* [TASK GOAL] Please transcribe exactly, and only, the lines of the data below between the line holding "not cached; scanning" and the line holding "if let Err(error) = adapter.stop_scan().await", inclusive.

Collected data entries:
==============================
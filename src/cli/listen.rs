use std::io;
use std::path::{Path, PathBuf};
use std::time::Duration;

use anyhow::{Context, Result};
use clap::Args;
use owo_colors::OwoColorize;
use serde::Serialize;
use serde_with::SerializeDisplay;
use tokio_stream::StreamExt;
use tracing::{info, instrument, warn};
use tracing_indicatif::span_ext::IndicatifSpanExt;

use crate::error::{ExportError, SensorLinkError};
use crate::export::export_session;
use crate::link::SensorLinkHandle;
use crate::model::{PeripheralIdentity, SampleBatch, SessionId, StateChange};
use crate::registry::DiscoveryFilter;
use crate::state::ConnectionState;
use crate::terminal::TerminalClient;

use super::OutputFormat;
use super::scan;
use super::ui::{BatchLineView, ListenSummaryView, ListenTargetView, Painter, StateLineView};

/// Arguments for the `listen` command.
#[derive(Debug, Args)]
pub struct ListenArgs {
    /// Peripheral address. Defaults to the saved peripheral, then the first one discovered.
    #[arg(long)]
    address: Option<String>,
    /// Stop after this many sample batches. If omitted, listen until the link closes or Ctrl+C.
    #[arg(long)]
    max_batches: Option<usize>,
    /// Export the session samples to this file, or into this directory, when listening ends.
    #[arg(long, value_name = "PATH")]
    export: Option<PathBuf>,
}

impl ListenArgs {
    /// Creates listen arguments with an optional batch limit.
    #[must_use]
    pub fn new(max_batches: Option<usize>) -> Self {
        Self {
            address: None,
            max_batches,
            export: None,
        }
    }

    /// Connects to an explicit address instead of the saved or discovered peripheral.
    #[must_use]
    pub fn with_address(mut self, address: impl Into<String>) -> Self {
        self.address = Some(address.into());
        self
    }

    /// Exports the session samples when listening ends.
    #[must_use]
    pub fn with_export(mut self, target: impl Into<PathBuf>) -> Self {
        self.export = Some(target.into());
        self
    }
}

/// How the listen target was chosen.
#[derive(Debug, Clone, Copy, Eq, PartialEq, derive_more::Display, SerializeDisplay)]
pub(crate) enum TargetSource {
    #[display("requested address")]
    Requested,
    #[display("saved peripheral")]
    Saved,
    #[display("first discovered")]
    Discovered,
}

/// Why a listen run ended.
#[derive(Debug, Clone, Copy, Eq, PartialEq, derive_more::Display, SerializeDisplay)]
pub(crate) enum ListenStopReason {
    #[display("reached batch limit")]
    ReachedLimit,
    #[display("interrupted by user")]
    Interrupted,
    #[display("link closed")]
    LinkClosed,
}

/// Outcome of a listen run.
#[derive(Debug, Clone, Serialize)]
pub(crate) struct ListenSummary {
    device: PeripheralIdentity,
    batches: usize,
    stop_reason: ListenStopReason,
    export_path: Option<PathBuf>,
}

impl ListenSummary {
    pub(crate) fn new(
        device: PeripheralIdentity,
        batches: usize,
        stop_reason: ListenStopReason,
        export_path: Option<PathBuf>,
    ) -> Self {
        Self {
            device,
            batches,
            stop_reason,
            export_path,
        }
    }

    pub(crate) fn batches(&self) -> usize {
        self.batches
    }

    pub(crate) fn stop_reason(&self) -> ListenStopReason {
        self.stop_reason
    }

    pub(crate) fn export_path(&self) -> Option<&Path> {
        self.export_path.as_deref()
    }
}

#[derive(Serialize)]
#[serde(tag = "event", rename_all = "snake_case")]
enum ListenLine<'a> {
    Target {
        device: &'a PeripheralIdentity,
        source: TargetSource,
    },
    State {
        state: ConnectionState,
        device_name: Option<&'a str>,
    },
    Samples {
        index: usize,
        session_id: SessionId,
        values: Vec<u16>,
        mean: Option<u16>,
    },
    Summary(&'a ListenSummary),
}

struct ListenPrinter<'a, W> {
    out: &'a mut W,
    painter: Painter,
    output_format: OutputFormat,
}

impl<W: io::Write> ListenPrinter<'_, W> {
    fn target(&mut self, device: &PeripheralIdentity, source: TargetSource) -> Result<()> {
        match self.output_format {
            OutputFormat::Pretty => {
                writeln!(
                    self.out,
                    "{}",
                    ListenTargetView::new(device, source, &self.painter)
                )?;
                Ok(())
            }
            OutputFormat::Json => self.json(&ListenLine::Target { device, source }),
        }
    }

    fn state(&mut self, change: &StateChange) -> Result<()> {
        match self.output_format {
            OutputFormat::Pretty => {
                writeln!(self.out, "{}", StateLineView::new(change, &self.painter))?;
                Ok(())
            }
            OutputFormat::Json => self.json(&ListenLine::State {
                state: change.state(),
                device_name: change.device_name(),
            }),
        }
    }

    fn batch(&mut self, index: usize, batch: &SampleBatch) -> Result<()> {
        match self.output_format {
            OutputFormat::Pretty => {
                writeln!(
                    self.out,
                    "{}",
                    BatchLineView::new(index, batch, &self.painter)
                )?;
                Ok(())
            }
            OutputFormat::Json => self.json(&ListenLine::Samples {
                index,
                session_id: batch.session_id(),
                values: batch.values(),
                mean: batch.mean(),
            }),
        }
    }

    fn summary(&mut self, summary: &ListenSummary) -> Result<()> {
        match self.output_format {
            OutputFormat::Pretty => {
                writeln!(self.out)?;
                writeln!(
                    self.out,
                    "{}",
                    ListenSummaryView::new(summary, &self.painter)
                )?;
                Ok(())
            }
            OutputFormat::Json => self.json(&ListenLine::Summary(summary)),
        }
    }

    fn json(&mut self, line: &ListenLine<'_>) -> Result<()> {
        serde_json::to_writer(&mut *self.out, line)?;
        writeln!(self.out)?;
        Ok(())
    }
}

/// Executes the `listen` command against a running link.
pub(crate) async fn run<W>(
    link: &SensorLinkHandle,
    args: &ListenArgs,
    filter: DiscoveryFilter,
    scan_window: Duration,
    out: &mut W,
    terminal_client: &dyn TerminalClient,
    output_format: OutputFormat,
) -> Result<()>
where
    W: io::Write,
{
    let mut printer = ListenPrinter {
        out,
        painter: Painter::new(terminal_client.stdout_is_terminal()),
        output_format,
    };

    let (device, source) = choose_target(link, args, filter, scan_window).await?;
    printer.target(&device, source)?;

    let (batches, stop_reason) = stream_batches(link, &device, args.max_batches, &mut printer).await?;
    link.disconnect()?;

    let export_path = match &args.export {
        Some(target) => export_if_any(link, target).await?,
        None => None,
    };

    let summary = ListenSummary::new(device, batches, stop_reason, export_path);
    printer.summary(&summary)
}

async fn choose_target(
    link: &SensorLinkHandle,
    args: &ListenArgs,
    filter: DiscoveryFilter,
    scan_window: Duration,
) -> Result<(PeripheralIdentity, TargetSource)> {
    if let Some(address) = &args.address {
        return Ok((
            PeripheralIdentity::new(address.clone(), None),
            TargetSource::Requested,
        ));
    }
    if let Some(identity) = link.saved_record().await?.saved_identity() {
        return Ok((identity, TargetSource::Saved));
    }

    let discovered = scan::discover(link, filter, scan_window).await?;
    discovered
        .into_iter()
        .next()
        .map(|advertisement| (advertisement.into_identity(), TargetSource::Discovered))
        .context("no sensor was discovered and no peripheral is saved")
}

#[instrument(
    skip_all,
    level = "info",
    fields(address = device.address(), max_batches = ?max_batches)
)]
async fn stream_batches<W>(
    link: &SensorLinkHandle,
    device: &PeripheralIdentity,
    max_batches: Option<usize>,
    printer: &mut ListenPrinter<'_, W>,
) -> Result<(usize, ListenStopReason)>
where
    W: io::Write,
{
    let span = tracing::Span::current();
    span.pb_set_message(&format!("Listening to {}", device.display_label()));

    let mut subscription = link.subscribe();
    link.connect(device.clone())?;

    let mut batches = 0usize;
    let stop_reason = loop {
        if max_batches.is_some_and(|max| batches >= max) {
            break ListenStopReason::ReachedLimit;
        }
        tokio::select! {
            biased;
            signal = tokio::signal::ctrl_c() => {
                signal.context("failed to listen for Ctrl+C")?;
                break ListenStopReason::Interrupted;
            }
            Some(batch) = subscription.samples.next() => {
                batches += 1;
                printer.batch(batches, &batch)?;
            }
            Some(change) = subscription.states.next() => {
                printer.state(&change)?;
                if change.state() == ConnectionState::Disconnected {
                    break ListenStopReason::LinkClosed;
                }
            }
            else => break ListenStopReason::LinkClosed,
        }
    };

    info!(batches, %stop_reason, "listen finished");
    span.pb_set_finish_message(&format!("{} Listened to {}", "✓".green(), device.display_label()));
    Ok((batches, stop_reason))
}

async fn export_if_any(link: &SensorLinkHandle, target: &Path) -> Result<Option<PathBuf>> {
    match export_session(link, target).await {
        Ok(path) => Ok(Some(path)),
        Err(SensorLinkError::Export(error)) if matches!(*error, ExportError::NoSamples) => {
            warn!("no samples were accepted; skipping export");
            Ok(None)
        }
        Err(error) => Err(error.into()),
    }
}
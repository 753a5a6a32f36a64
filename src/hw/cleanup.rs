use std::fmt;
use std::future::Future;
use std::pin::Pin;

use tokio::runtime::Handle;
use tracing::{debug, warn};

type CleanupFuture = Pin<Box<dyn Future<Output = ()> + Send + 'static>>;

/// Runs an async cleanup step unless disarmed.
///
/// A radio future abandoned on timeout or cancellation drops its guards; the
/// cleanup then runs on a background task of the current runtime.
pub(crate) struct CleanupGuard {
    label: &'static str,
    cleanup: Option<CleanupFuture>,
}

impl CleanupGuard {
    pub(crate) fn new(
        label: &'static str,
        cleanup: impl Future<Output = ()> + Send + 'static,
    ) -> Self {
        Self {
            label,
            cleanup: Some(Box::pin(cleanup)),
        }
    }

    /// Runs the cleanup in place.
    pub(crate) async fn run(mut self) {
        if let Some(cleanup) = self.cleanup.take() {
            cleanup.await;
        }
    }

    /// Keeps the resource; the cleanup never runs.
    pub(crate) fn disarm(mut self) {
        self.cleanup = None;
    }
}

impl fmt::Debug for CleanupGuard {
    fn fmt(&self, f: &mut fmt::Formatter<'_>) -> fmt::Result {
        f.debug_struct("CleanupGuard")
            .field("label", &self.label)
            .field("armed", &self.cleanup.is_some())
            .finish()
    }
}

impl Drop for CleanupGuard {
    fn drop(&mut self) {
        let Some(cleanup) = self.cleanup.take() else {
            return;
        };
        match Handle::try_current() {
            Ok(runtime) => {
                debug!(label = self.label, "running cleanup for an abandoned operation");
                drop(runtime.spawn(cleanup));
            }
            Err(_no_runtime) => warn!(label = self.label, "no runtime left to run cleanup"),
        }
    }
}
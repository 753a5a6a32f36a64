/// Formats an optional RSSI for terminal output.
pub(crate) fn format_rssi(rssi: Option<i16>) -> String {
    match rssi {
        Some(value) => format!("{value} dBm"),
        None => "-".to_string(),
    }
}

/// Formats an optional text field, using `-` when absent.
pub(crate) fn format_optional(value: Option<&str>) -> String {
    value.unwrap_or("-").to_string()
}

/// Formats sample values separated by spaces.
pub(crate) fn format_values(values: &[u16]) -> String {
    values
        .iter()
        .map(u16::to_string)
        .collect::<Vec<_>>()
        .join(" ")
}

#[cfg(test)]
mod tests {
    use pretty_assertions::assert_eq;
    use rstest::rstest;

    use super::*;

    #[rstest]
    #[case(None, "-")]
    #[case(Some(-43), "-43 dBm")]
    fn format_rssi_renders_units(#[case] rssi: Option<i16>, #[case] expected: &str) {
        assert_eq!(expected, format_rssi(rssi));
    }

    #[test]
    fn format_values_joins_with_spaces() {
        assert_eq!("72 74 73", format_values(&[72, 74, 73]));
        assert_eq!("", format_values(&[]));
    }
}
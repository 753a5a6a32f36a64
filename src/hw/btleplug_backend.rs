use std::time::Duration;

use async_trait::async_trait;
use btleplug::api::{
    Central, CentralEvent, CharPropFlags, Characteristic, Manager as _, Peripheral as _,
    ScanFilter,
};
use btleplug::platform::{Adapter, Manager, Peripheral, PeripheralId};
use tokio::sync::mpsc;
use tokio::time::sleep;
use tokio_stream::StreamExt;
use tokio_stream::wrappers::ReceiverStream;
use tracing::{debug, info, instrument, trace, warn};

use super::cleanup::CleanupGuard;
use super::model::{CharacteristicInfo, ServiceInfo};
use super::transport::{AdvertisementStream, LinkHandle, NotificationStream, RadioTransport};
use crate::error::LinkError;
use crate::model::{Advertisement, PeripheralIdentity};

const PERIPHERAL_POLL_INTERVAL: Duration = Duration::from_millis(250);
const STREAM_BUFFER: usize = 64;

/// Radio transport backed by `btleplug` and the first available adapter.
#[derive(Debug)]
pub struct BtleplugTransport {
    adapter: Adapter,
}

impl BtleplugTransport {
    /// Opens the platform BLE manager and selects the first adapter.
    ///
    /// # Errors
    ///
    /// Returns an error when the BLE stack is unavailable or has no adapters.
    #[instrument(level = "debug")]
    pub async fn new() -> Result<Self, LinkError> {
        let manager = Manager::new().await?;
        let adapter = manager
            .adapters()
            .await?
            .into_iter()
            .next()
            .ok_or(LinkError::NoAdapters)?;
        let adapter_name = adapter.adapter_info().await?;
        info!(adapter = %adapter_name, "using BLE adapter");
        Ok(Self { adapter })
    }

    async fn find_peripheral(&self, address: &str) -> Result<Option<Peripheral>, LinkError> {
        let peripherals = self.adapter.peripherals().await?;
        Ok(peripherals
            .into_iter()
            .find(|peripheral| peripheral.id().to_string() == address))
    }

    /// Scans until the adapter has seen `address`. The scan stops on every exit path.
    async fn scan_for_peripheral(&self, address: &str) -> Result<Peripheral, LinkError> {
        debug!("peripheral not cached; scanning until it advertises");
        self.adapter.start_scan(ScanFilter::default()).await?;
        let adapter = self.adapter.clone();
        let lookup_scan = CleanupGuard::new("lookup scan", async move {
            if let Err(error) = adapter.stop_scan().await {
                debug!(?error, "failed to stop adapter scan cleanly");
            }
        });

        let found = loop {
            if let Some(peripheral) = self.find_peripheral(address).await? {
                break peripheral;
            }
            sleep(PERIPHERAL_POLL_INTERVAL).await;
        };
        lookup_scan.run().await;
        Ok(found)
    }
}

#[async_trait]
impl RadioTransport for BtleplugTransport {
    #[instrument(skip(self), level = "debug")]
    async fn start_scan(&self) -> Result<AdvertisementStream, LinkError> {
        let mut events = self.adapter.events().await?;
        self.adapter.start_scan(ScanFilter::default()).await?;

        let adapter = self.adapter.clone();
        let (sender, receiver) = mpsc::channel(STREAM_BUFFER);
        tokio::spawn(async move {
            loop {
                let event = tokio::select! {
                    () = sender.closed() => break,
                    event = events.next() => event,
                };
                let id = match event {
                    Some(CentralEvent::DeviceDiscovered(id)) => id,
                    Some(_) => continue,
                    None => break,
                };
                let Some(advertisement) = advertisement_for(&adapter, &id).await else {
                    continue;
                };
                if sender.send(advertisement).await.is_err() {
                    break;
                }
            }
            trace!("advertisement forwarder finished");
        });

        Ok(Box::pin(ReceiverStream::new(receiver)))
    }

    #[instrument(skip(self), level = "debug")]
    async fn stop_scan(&self) -> Result<(), LinkError> {
        self.adapter.stop_scan().await?;
        Ok(())
    }

    #[instrument(skip(self), level = "debug", fields(address = identity.address()))]
    async fn connect(
        &self,
        identity: &PeripheralIdentity,
    ) -> Result<Box<dyn LinkHandle>, LinkError> {
        let peripheral = match self.find_peripheral(identity.address()).await? {
            Some(peripheral) => peripheral,
            None => self.scan_for_peripheral(identity.address()).await?,
        };

        let pending = {
            let peripheral = peripheral.clone();
            CleanupGuard::new("pending connection", async move {
                if let Err(error) = peripheral.disconnect().await {
                    debug!(?error, "failed to release abandoned connection");
                }
            })
        };
        if !peripheral.is_connected().await? {
            peripheral.connect().await?;
        }
        pending.disarm();
        info!("connected to peripheral");

        Ok(Box::new(BtleplugLink {
            adapter: self.adapter.clone(),
            peripheral,
            subscribed: None,
        }))
    }
}

async fn advertisement_for(adapter: &Adapter, id: &PeripheralId) -> Option<Advertisement> {
    let peripheral = match adapter.peripheral(id).await {
        Ok(peripheral) => peripheral,
        Err(error) => {
            debug!(?error, "discovered peripheral vanished before lookup");
            return None;
        }
    };
    let properties = match peripheral.properties().await {
        Ok(properties) => properties?,
        Err(error) => {
            debug!(?error, "failed to read advertisement properties");
            return None;
        }
    };

    Some(Advertisement::new(
        PeripheralIdentity::new(peripheral.id().to_string(), properties.local_name),
        properties.rssi,
    ))
}

#[derive(Debug)]
struct BtleplugLink {
    adapter: Adapter,
    peripheral: Peripheral,
    subscribed: Option<Characteristic>,
}

#[async_trait]
impl LinkHandle for BtleplugLink {
    #[instrument(skip(self), level = "debug")]
    async fn discover_services(&mut self) -> Result<Vec<ServiceInfo>, LinkError> {
        self.peripheral.discover_services().await?;
        Ok(collect_services(&self.peripheral))
    }

    #[instrument(skip(self), level = "debug")]
    async fn enable_notifications(&mut self, characteristic_uuid: &str) -> Result<(), LinkError> {
        let characteristic = self
            .peripheral
            .characteristics()
            .into_iter()
            .find(|characteristic| {
                characteristic
                    .uuid
                    .to_string()
                    .eq_ignore_ascii_case(characteristic_uuid)
            })
            .ok_or_else(|| LinkError::MissingCharacteristic {
                uuid: characteristic_uuid.to_string(),
            })?;

        if let Err(error) = self.peripheral.subscribe(&characteristic).await {
            warn!(?error, "peripheral rejected notification subscription");
            return Err(LinkError::NotifyRejected {
                uuid: characteristic_uuid.to_string(),
            });
        }
        self.subscribed = Some(characteristic);
        Ok(())
    }

    #[instrument(skip(self), level = "debug")]
    async fn notifications(&mut self) -> Result<NotificationStream, LinkError> {
        let expected_uuid = self
            .subscribed
            .as_ref()
            .map(|characteristic| characteristic.uuid)
            .ok_or_else(|| LinkError::NotifyRejected {
                uuid: "<none>".to_string(),
            })?;
        let mut notifications = self.peripheral.notifications().await?;
        let mut events = self.adapter.events().await?;
        let peripheral_id = self.peripheral.id();

        let (sender, receiver) = mpsc::channel(STREAM_BUFFER);
        tokio::spawn(async move {
            loop {
                tokio::select! {
                    () = sender.closed() => break,
                    notification = notifications.next() => {
                        let Some(notification) = notification else {
                            debug!("notification stream closed");
                            break;
                        };
                        if notification.uuid != expected_uuid {
                            continue;
                        }
                        if sender.send(notification.value).await.is_err() {
                            break;
                        }
                    }
                    event = events.next() => match event {
                        Some(CentralEvent::DeviceDisconnected(id)) if id == peripheral_id => {
                            info!("peripheral dropped the link");
                            break;
                        }
                        Some(_) => {}
                        None => break,
                    }
                }
            }
        });

        Ok(Box::pin(ReceiverStream::new(receiver)))
    }

    #[instrument(skip(self), level = "debug")]
    async fn disconnect(self: Box<Self>) {
        if let Some(characteristic) = &self.subscribed
            && let Err(error) = self.peripheral.unsubscribe(characteristic).await
        {
            debug!(?error, "failed to unsubscribe before disconnect");
        }

        match self.peripheral.is_connected().await {
            Ok(true) => {
                if let Err(error) = self.peripheral.disconnect().await {
                    warn!(?error, "failed to disconnect peripheral");
                }
            }
            Ok(false) => trace!("peripheral already disconnected"),
            Err(error) => debug!(?error, "failed to query connection status"),
        }
    }
}

fn collect_services(peripheral: &Peripheral) -> Vec<ServiceInfo> {
    let mut services: Vec<ServiceInfo> = peripheral
        .services()
        .into_iter()
        .map(|service| {
            let mut characteristics: Vec<CharacteristicInfo> = service
                .characteristics
                .iter()
                .map(|characteristic| {
                    CharacteristicInfo::new(
                        characteristic.uuid.to_string(),
                        property_labels(characteristic.properties),
                    )
                })
                .collect();
            characteristics.sort_by(|left, right| left.uuid().cmp(right.uuid()));
            ServiceInfo::new(service.uuid.to_string(), characteristics)
        })
        .collect();
    services.sort_by(|left, right| left.uuid().cmp(right.uuid()));
    services
}

fn property_labels(flags: CharPropFlags) -> Vec<String> {
    let labels: Vec<String> = flags
        .iter_names()
        .map(|(name, _)| name.to_lowercase())
        .collect();
    if labels.is_empty() {
        vec!["none".to_string()]
    } else {
        labels
    }
}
==============================
* [SOLUTION TO THE PROBLEM]
        debug!("peripheral not cached; scanning until it advertises");
        self.adapter.start_scan(ScanFilter::default()).await?;
        let adapter = self.adapter.clone();
        let lookup_scan = CleanupGuard::new("lookup scan", async move {
            if let Err(error) = adapter.stop_scan().await {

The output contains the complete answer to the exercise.